Sometimes the value of your location is in knowing where you aren’t – for example, you aren’t home when you’re tweeting from another city, or across town, making it an ideal time to burglarize your home.  Sometimes the value is in your patterns – if you always stop at a doughnut shop on the way to work, but never stop at a gym, it may be of interest to your health insurance company, or the health insurance company with whom you’re applying for coverage.

Next, you need to identify how these people, entities, or companies are protecting and/or sharing your information with others. How public is your information in the hands of friends? What are the privacy policies of the sites you are registered with? How much information is being collected about you from websites you just happen to visit? What information is being collected about you or your device at the WiFi hotspots you use? See my blog Starbucks Launches Digital Network – 6 Steps to Safer WiFi Use to learn more.

Consider Google’s response to the Canadian Privacy minister during hearings about their WiFi data collection Google’s future plans for its location-based services: Google still intends to offer location-based services, but does not intend to resume collection of WiFi data through its Street View cars. Collection is discontinued and Google has no plans to resume it. [Instead]Google intends to rely on its users’ handsets to collect the information on the location of WiFi networks that it needs for its location-based services database.  The improvements in smart-phone technology in the past few years have allowed Google to obtain the data it needs for this purpose from the handsets themselves.

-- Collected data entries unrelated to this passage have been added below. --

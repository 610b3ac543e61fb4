//! Synthetic camera for hardware-free runs
//!
//! Produces a bright scene with one dark corridor that sweeps left and right
//! across the frame, plus seeded speckle noise so the smoothing stage has
//! something to remove.
//!
//! ```text
//! frame 0          frame P/4          frame P/2
//! ▓░░░░░░░░░       ░░░░▓▓░░░░        ░░░░░░░░▓▓
//! ```

use rand::rngs::StdRng;
use rand::{Rng, SeedableRng};

use image::{Rgb, RgbImage};

use super::FrameSource;
use crate::error::{Error, Result};
use crate::vision::Frame;

/// Frames for one full left-right-left sweep
const SWEEP_PERIOD: u64 = 90;
/// Scene brightness (reads as obstacle)
const BACKGROUND_LEVEL: u8 = 235;
/// Corridor brightness (reads as free space)
const CORRIDOR_LEVEL: u8 = 40;
/// Probability that a pixel is replaced by random speckle
const SPECKLE_RATE: f64 = 0.002;

/// Generated frames with a moving free corridor
pub struct SyntheticSource {
    width: u32,
    height: u32,
    frame_limit: u64,
    produced: u64,
    corridor_width: u32,
    rng: StdRng,
}

impl SyntheticSource {
    /// Create a generator. `frame_limit == 0` streams forever; `seed == 0`
    /// draws a fresh seed from the OS.
    pub fn new(width: u32, height: u32, frame_limit: u64, seed: u64) -> Result<Self> {
        if width == 0 || height == 0 {
            return Err(Error::DeviceUnavailable(format!(
                "synthetic camera needs a non-zero size (got {}x{})",
                width, height
            )));
        }

        let rng = if seed == 0 {
            StdRng::from_entropy()
        } else {
            StdRng::seed_from_u64(seed)
        };

        log::info!(
            "Synthetic camera {}x{} ({})",
            width,
            height,
            if frame_limit == 0 {
                "endless".to_string()
            } else {
                format!("{} frames", frame_limit)
            }
        );

        Ok(Self {
            width,
            height,
            frame_limit,
            produced: 0,
            corridor_width: (width / 5).max(1),
            rng,
        })
    }

    /// Horizontal center of the corridor in frame `index`.
    pub fn corridor_center(&self, index: u64) -> u32 {
        let half = self.corridor_width / 2;
        let travel = self.width.saturating_sub(self.corridor_width) as f32;
        let phase = (index % SWEEP_PERIOD) as f32 / SWEEP_PERIOD as f32;
        let triangle = if phase < 0.5 {
            phase * 2.0
        } else {
            2.0 - phase * 2.0
        };
        half + (triangle * travel).round() as u32
    }

    /// Width of the corridor in pixels
    pub fn corridor_width(&self) -> u32 {
        self.corridor_width
    }

    fn render(&mut self, index: u64) -> RgbImage {
        let center = self.corridor_center(index);
        let x0 = center.saturating_sub(self.corridor_width / 2);
        let x1 = (x0 + self.corridor_width).min(self.width);

        let mut image = RgbImage::new(self.width, self.height);
        for (x, _, pixel) in image.enumerate_pixels_mut() {
            let level = if self.rng.gen_bool(SPECKLE_RATE) {
                self.rng.r#gen::<u8>()
            } else if x >= x0 && x < x1 {
                CORRIDOR_LEVEL
            } else {
                BACKGROUND_LEVEL
            };
            *pixel = Rgb([level, level, level]);
        }
        image
    }
}

impl FrameSource for SyntheticSource {
    fn name(&self) -> &str {
        "synthetic"
    }

    fn next_frame(&mut self) -> Result<Frame> {
        if self.frame_limit > 0 && self.produced >= self.frame_limit {
            return Err(Error::EndOfStream);
        }
        let image = self.render(self.produced);
        self.produced += 1;
        Frame::new(image)
    }
}

impl Drop for SyntheticSource {
    fn drop(&mut self) {
        log::info!(
            "Released synthetic camera after {} frames",
            self.produced
        );
    }
}

#[cfg(test)]
mod tests {
    use super::*;

    #[test]
    fn test_frame_limit() {
        let mut source = SyntheticSource::new(40, 30, 3, 7).unwrap();
        for _ in 0..3 {
            assert!(source.next_frame().is_ok());
        }
        assert!(matches!(source.next_frame(), Err(Error::EndOfStream)));
    }

    #[test]
    fn test_same_seed_same_frames() {
        let mut a = SyntheticSource::new(50, 20, 0, 11).unwrap();
        let mut b = SyntheticSource::new(50, 20, 0, 11).unwrap();
        for _ in 0..4 {
            assert_eq!(
                a.next_frame().unwrap().pixels().as_raw(),
                b.next_frame().unwrap().pixels().as_raw()
            );
        }
    }

    #[test]
    fn test_corridor_sweeps() {
        let source = SyntheticSource::new(500, 10, 0, 1).unwrap();
        assert_eq!(source.corridor_width(), 100);
        assert_eq!(source.corridor_center(0), 50);
        assert_eq!(source.corridor_center(SWEEP_PERIOD / 2), 450);
        assert_eq!(source.corridor_center(SWEEP_PERIOD), 50);
    }

    #[test]
    fn test_zero_size_unavailable() {
        assert!(matches!(
            SyntheticSource::new(0, 10, 0, 1),
            Err(Error::DeviceUnavailable(_))
        ));
    }
}
//! Direction decisions and their rolling trail.
//!
//! - [`policy`]: free-space vector → command
//! - [`history`]: bounded FIFO of past decisions, read by the renderer only

pub mod history;
pub mod policy;

pub use history::{DEFAULT_HISTORY_CAPACITY, DecisionRecord, PathHistory};
pub use policy::{Command, Decision, decide};
//! Overlay rendering for operator display and snapshots.
//!
//! Rendering only reads the engine's results and trail; it never feeds back
//! into a decision.

pub mod font;
pub mod overlay;

pub use overlay::{OverlayStyle, render_overlay};
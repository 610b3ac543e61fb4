//! Sample-grid primitives: grayscale reduction, inverted threshold, smoothing.
//!
//! All operations work on `image` buffers so any backend that can hand over
//! an `RgbImage` plugs straight in.

use image::{GrayImage, Luma, RgbImage};

/// Mask value for free space
pub const FREE: u8 = 255;
/// Mask value for obstacles
pub const OBSTACLE: u8 = 0;

// BT.601 luma weights in Q14 fixed point (0.299, 0.587, 0.114)
const LUMA_R: u32 = 4899;
const LUMA_G: u32 = 9617;
const LUMA_B: u32 = 1868;
const LUMA_SHIFT: u32 = 14;

/// Reduce an RGB image to single-channel BT.601 luminance.
pub fn grayscale(image: &RgbImage) -> GrayImage {
    let mut gray = GrayImage::new(image.width(), image.height());
    for (dst, src) in gray.pixels_mut().zip(image.pixels()) {
        let [r, g, b] = src.0;
        let y = (r as u32 * LUMA_R + g as u32 * LUMA_G + b as u32 * LUMA_B
            + (1 << (LUMA_SHIFT - 1)))
            >> LUMA_SHIFT;
        *dst = Luma([y.min(255) as u8]);
    }
    gray
}

/// Inverted binary threshold in place: `<= cutoff` becomes FREE, `> cutoff` OBSTACLE.
pub fn threshold_inverted(image: &mut GrayImage, cutoff: u8) {
    for pixel in image.pixels_mut() {
        pixel.0[0] = if pixel.0[0] <= cutoff { FREE } else { OBSTACLE };
    }
}

/// Integer binomial kernel for the given odd size, or `None` if unsupported.
///
/// These are the fixed Gaussian kernels used when the spread is derived from
/// the kernel size.
pub fn binomial_kernel(size: usize) -> Option<&'static [u32]> {
    match size {
        1 => Some(&[1]),
        3 => Some(&[1, 2, 1]),
        5 => Some(&[1, 4, 6, 4, 1]),
        7 => Some(&[2, 7, 14, 18, 14, 7, 2]),
        _ => None,
    }
}

/// Mirror an out-of-range index back into `0..len` without repeating the edge
/// sample (`dcb|abcd|cba`).
#[inline]
fn reflect_101(index: isize, len: usize) -> usize {
    if len == 1 {
        return 0;
    }
    let last = len as isize - 1;
    let mut i = index;
    while i < 0 || i > last {
        if i < 0 {
            i = -i;
        }
        if i > last {
            i = 2 * last - i;
        }
    }
    i as usize
}

/// Separable Gaussian smoothing with a fixed binomial kernel.
///
/// Returns the input unchanged for kernel sizes without a table entry
/// (callers validate the size up front).
pub fn gaussian_blur(image: &GrayImage, kernel_size: usize) -> GrayImage {
    let kernel = match binomial_kernel(kernel_size) {
        Some(k) if k.len() > 1 => k,
        _ => return image.clone(),
    };

    let width = image.width() as usize;
    let height = image.height() as usize;
    let radius = (kernel.len() / 2) as isize;
    let norm: u32 = kernel.iter().sum();
    let scale = norm * norm;

    let src = image.as_raw();

    // Horizontal pass
    let mut horizontal = vec![0u32; width * height];
    for y in 0..height {
        let row = &src[y * width..(y + 1) * width];
        for x in 0..width {
            let mut acc = 0u32;
            for (k, &weight) in kernel.iter().enumerate() {
                let sx = reflect_101(x as isize + k as isize - radius, width);
                acc += weight * row[sx] as u32;
            }
            horizontal[y * width + x] = acc;
        }
    }

    // Vertical pass with rounding
    let mut out = GrayImage::new(image.width(), image.height());
    let dst: &mut [u8] = &mut out;
    for y in 0..height {
        for x in 0..width {
            let mut acc = 0u32;
            for (k, &weight) in kernel.iter().enumerate() {
                let sy = reflect_101(y as isize + k as isize - radius, height);
                acc += weight * horizontal[sy * width + x];
            }
            dst[y * width + x] = ((acc + scale / 2) / scale).min(255) as u8;
        }
    }

    out
}

#[cfg(test)]
mod tests {
    use super::*;
    use image::Rgb;

    #[test]
    fn test_grayscale_weights() {
        let mut img = RgbImage::new(4, 1);
        img.put_pixel(0, 0, Rgb([255, 255, 255]));
        img.put_pixel(1, 0, Rgb([255, 0, 0]));
        img.put_pixel(2, 0, Rgb([0, 255, 0]));
        img.put_pixel(3, 0, Rgb([0, 0, 255]));

        let gray = grayscale(&img);
        assert_eq!(gray.get_pixel(0, 0).0[0], 255);
        assert_eq!(gray.get_pixel(1, 0).0[0], 76);
        assert_eq!(gray.get_pixel(2, 0).0[0], 150);
        assert_eq!(gray.get_pixel(3, 0).0[0], 29);
    }

    #[test]
    fn test_threshold_is_inclusive_and_inverted() {
        let mut img = GrayImage::from_raw(4, 1, vec![0, 200, 201, 255]).unwrap();
        threshold_inverted(&mut img, 200);
        assert_eq!(img.as_raw(), &vec![FREE, FREE, OBSTACLE, OBSTACLE]);
    }

    #[test]
    fn test_reflect_101() {
        assert_eq!(reflect_101(-1, 5), 1);
        assert_eq!(reflect_101(-2, 5), 2);
        assert_eq!(reflect_101(5, 5), 3);
        assert_eq!(reflect_101(6, 5), 2);
        assert_eq!(reflect_101(3, 5), 3);
        assert_eq!(reflect_101(-2, 2), 0);
        assert_eq!(reflect_101(4, 1), 0);
    }

    #[test]
    fn test_blur_preserves_uniform_images() {
        for value in [0u8, 255] {
            let img = GrayImage::from_pixel(9, 6, Luma([value]));
            let blurred = gaussian_blur(&img, 5);
            assert!(blurred.pixels().all(|p| p.0[0] == value));
        }
    }

    #[test]
    fn test_blur_softens_isolated_pixel() {
        let mut img = GrayImage::new(9, 9);
        img.put_pixel(4, 4, Luma([255]));

        let blurred = gaussian_blur(&img, 5);
        // Center weight 6*6/256 of 255
        assert_eq!(blurred.get_pixel(4, 4).0[0], 36);
        // Outermost ring still touched, nothing beyond it
        assert!(blurred.get_pixel(2, 4).0[0] > 0);
        assert_eq!(blurred.get_pixel(1, 4).0[0], 0);
        assert!(blurred.pixels().all(|p| p.0[0] < FREE));
    }

    #[test]
    fn test_blur_kernel_one_is_identity() {
        let img = GrayImage::from_raw(3, 1, vec![0, 255, 0]).unwrap();
        assert_eq!(gaussian_blur(&img, 1).as_raw(), img.as_raw());
    }

    #[test]
    fn test_binomial_kernel_sizes() {
        assert!(binomial_kernel(5).is_some());
        assert!(binomial_kernel(4).is_none());
        assert_eq!(binomial_kernel(7).unwrap().iter().sum::<u32>(), 64);
    }
}
//! Obstacle mask construction.
//!
//! Frame → luminance → inverted threshold → smoothing. Pixels at or below the
//! cutoff are treated as traversable, so dark regions score as free space.

use image::GrayImage;

use super::filter::{self, FREE};
use super::frame::Frame;
use crate::config::{FreeCriterion, ScannerConfig};
use crate::error::{Error, Result};

/// Binary free/obstacle grid with the dimensions of its source frame.
#[derive(Clone, Debug)]
pub struct ObstacleMask {
    grid: GrayImage,
}

impl ObstacleMask {
    /// Wrap an already thresholded grid.
    pub fn from_grid(grid: GrayImage) -> Self {
        Self { grid }
    }

    /// Mask width in pixels
    pub fn width(&self) -> u32 {
        self.grid.width()
    }

    /// Mask height in pixels
    pub fn height(&self) -> u32 {
        self.grid.height()
    }

    /// Raw mask value at (x, y)
    pub fn value(&self, x: u32, y: u32) -> u8 {
        self.grid.get_pixel(x, y).0[0]
    }

    /// Underlying grid
    pub fn grid(&self) -> &GrayImage {
        &self.grid
    }

    /// Count free pixels in the full-height column band `[x_start, x_end)`.
    ///
    /// Columns past the mask width are ignored.
    pub fn count_free(&self, x_start: u32, x_end: u32, criterion: FreeCriterion) -> u64 {
        let x_end = x_end.min(self.width());
        if x_start >= x_end {
            return 0;
        }

        let width = self.width() as usize;
        let (start, end) = (x_start as usize, x_end as usize);
        self.grid
            .as_raw()
            .chunks_exact(width)
            .map(|row| {
                row[start..end]
                    .iter()
                    .filter(|&&v| match criterion {
                        FreeCriterion::Saturated => v == FREE,
                        FreeCriterion::Nonzero => v != 0,
                    })
                    .count() as u64
            })
            .sum()
    }
}

/// Builds obstacle masks from color frames.
#[derive(Clone, Debug)]
pub struct MaskBuilder {
    threshold: u8,
    blur_kernel: usize,
}

impl MaskBuilder {
    /// Create a builder with an explicit cutoff and kernel size.
    ///
    /// Fails with [`Error::Config`] unless the kernel size is 1, 3, 5 or 7.
    pub fn new(threshold: u8, blur_kernel: usize) -> Result<Self> {
        if filter::binomial_kernel(blur_kernel).is_none() {
            return Err(Error::Config(format!(
                "unsupported blur kernel size {}",
                blur_kernel
            )));
        }
        Ok(Self {
            threshold,
            blur_kernel,
        })
    }

    /// Create a builder from scanner configuration.
    pub fn from_config(config: &ScannerConfig) -> Result<Self> {
        Self::new(config.threshold, config.blur_kernel)
    }

    /// Smoothing kernel size
    pub fn blur_kernel(&self) -> usize {
        self.blur_kernel
    }

    /// Luminance cutoff
    pub fn threshold(&self) -> u8 {
        self.threshold
    }

    /// Run the full mask pipeline on a frame.
    pub fn build(&self, frame: &Frame) -> ObstacleMask {
        let mut gray = filter::grayscale(frame.pixels());
        filter::threshold_inverted(&mut gray, self.threshold);
        let smoothed = filter::gaussian_blur(&gray, self.blur_kernel);
        ObstacleMask::from_grid(smoothed)
    }
}

impl Default for MaskBuilder {
    fn default() -> Self {
        let config = ScannerConfig::default();
        Self {
            threshold: config.threshold,
            blur_kernel: config.blur_kernel,
        }
    }
}

#[cfg(test)]
mod tests {
    use super::*;
    use image::{Rgb, RgbImage};

    fn split_frame(width: u32, height: u32, dark_until: u32) -> Frame {
        let img = RgbImage::from_fn(width, height, |x, _| {
            if x < dark_until {
                Rgb([20, 20, 20])
            } else {
                Rgb([240, 240, 240])
            }
        });
        Frame::new(img).unwrap()
    }

    #[test]
    fn test_mask_matches_frame_dimensions() {
        let frame = split_frame(37, 11, 10);
        let mask = MaskBuilder::default().build(&frame);
        assert_eq!((mask.width(), mask.height()), (37, 11));
    }

    #[test]
    fn test_dark_is_free_bright_is_obstacle() {
        let frame = split_frame(40, 10, 20);
        let mask = MaskBuilder::new(200, 1).unwrap().build(&frame);
        assert_eq!(mask.value(0, 0), FREE);
        assert_eq!(mask.value(19, 5), FREE);
        assert_eq!(mask.value(20, 5), 0);
        assert_eq!(mask.value(39, 9), 0);
    }

    #[test]
    fn test_threshold_boundary_luminance() {
        let at_cutoff = Frame::new(RgbImage::from_pixel(4, 4, Rgb([200, 200, 200]))).unwrap();
        let above = Frame::new(RgbImage::from_pixel(4, 4, Rgb([201, 201, 201]))).unwrap();
        let builder = MaskBuilder::new(200, 5).unwrap();
        assert_eq!(builder.build(&at_cutoff).value(2, 2), FREE);
        assert_eq!(builder.build(&above).value(2, 2), 0);
    }

    #[test]
    fn test_blur_edge_affects_criteria_differently() {
        let frame = split_frame(40, 10, 20);
        let mask = MaskBuilder::new(200, 5).unwrap().build(&frame);

        // Saturated pixels shrink away from the edge, non-zero pixels spread past it
        let saturated = mask.count_free(0, 40, FreeCriterion::Saturated);
        let nonzero = mask.count_free(0, 40, FreeCriterion::Nonzero);
        assert_eq!(saturated, 18 * 10);
        assert_eq!(nonzero, 22 * 10);
    }

    #[test]
    fn test_unsupported_kernel_rejected() {
        for size in [0usize, 2, 4, 9] {
            assert!(matches!(MaskBuilder::new(200, size), Err(Error::Config(_))));
        }
        let builder = MaskBuilder::new(200, 7).unwrap();
        assert_eq!(builder.blur_kernel(), 7);
        assert_eq!(MaskBuilder::default().blur_kernel(), 5);
    }

    #[test]
    fn test_count_free_clamps_range() {
        let frame = split_frame(10, 3, 10);
        let mask = MaskBuilder::new(200, 1).unwrap().build(&frame);
        assert_eq!(mask.count_free(5, 50, FreeCriterion::Saturated), 15);
        assert_eq!(mask.count_free(8, 8, FreeCriterion::Saturated), 0);
        assert_eq!(mask.count_free(12, 20, FreeCriterion::Saturated), 0);
    }
}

You may be surprised to find that even many charitable organizations sell your information – including location information – as a way of raising funds. See my blog What’s the Privacy Policy of the Non-Profits You Support? to learn more about this issue.

In many cases a service may not be selling, renting or sharing your information behind the scenes, your location may be the primary information being shared, and shared with a potentially very broad audience. For example, if you’re a FourSquare user, ask yourself if being mayor of a bar is worth a potential increase in your auto insurance premiums, or having a would-be employer think twice about your drinking habits, or the potential impact this could have in a child custody dispute, etc.

Once you understand the potential financial value and potential risks associated with sharing your location information, you are positioned to make more informed decisions about the individuals, entities, or companies with whom you choose to share your location, and to what extent.  My recommendation? Be VERY conservative about giving anyone, any company, or any other entity access to your location information.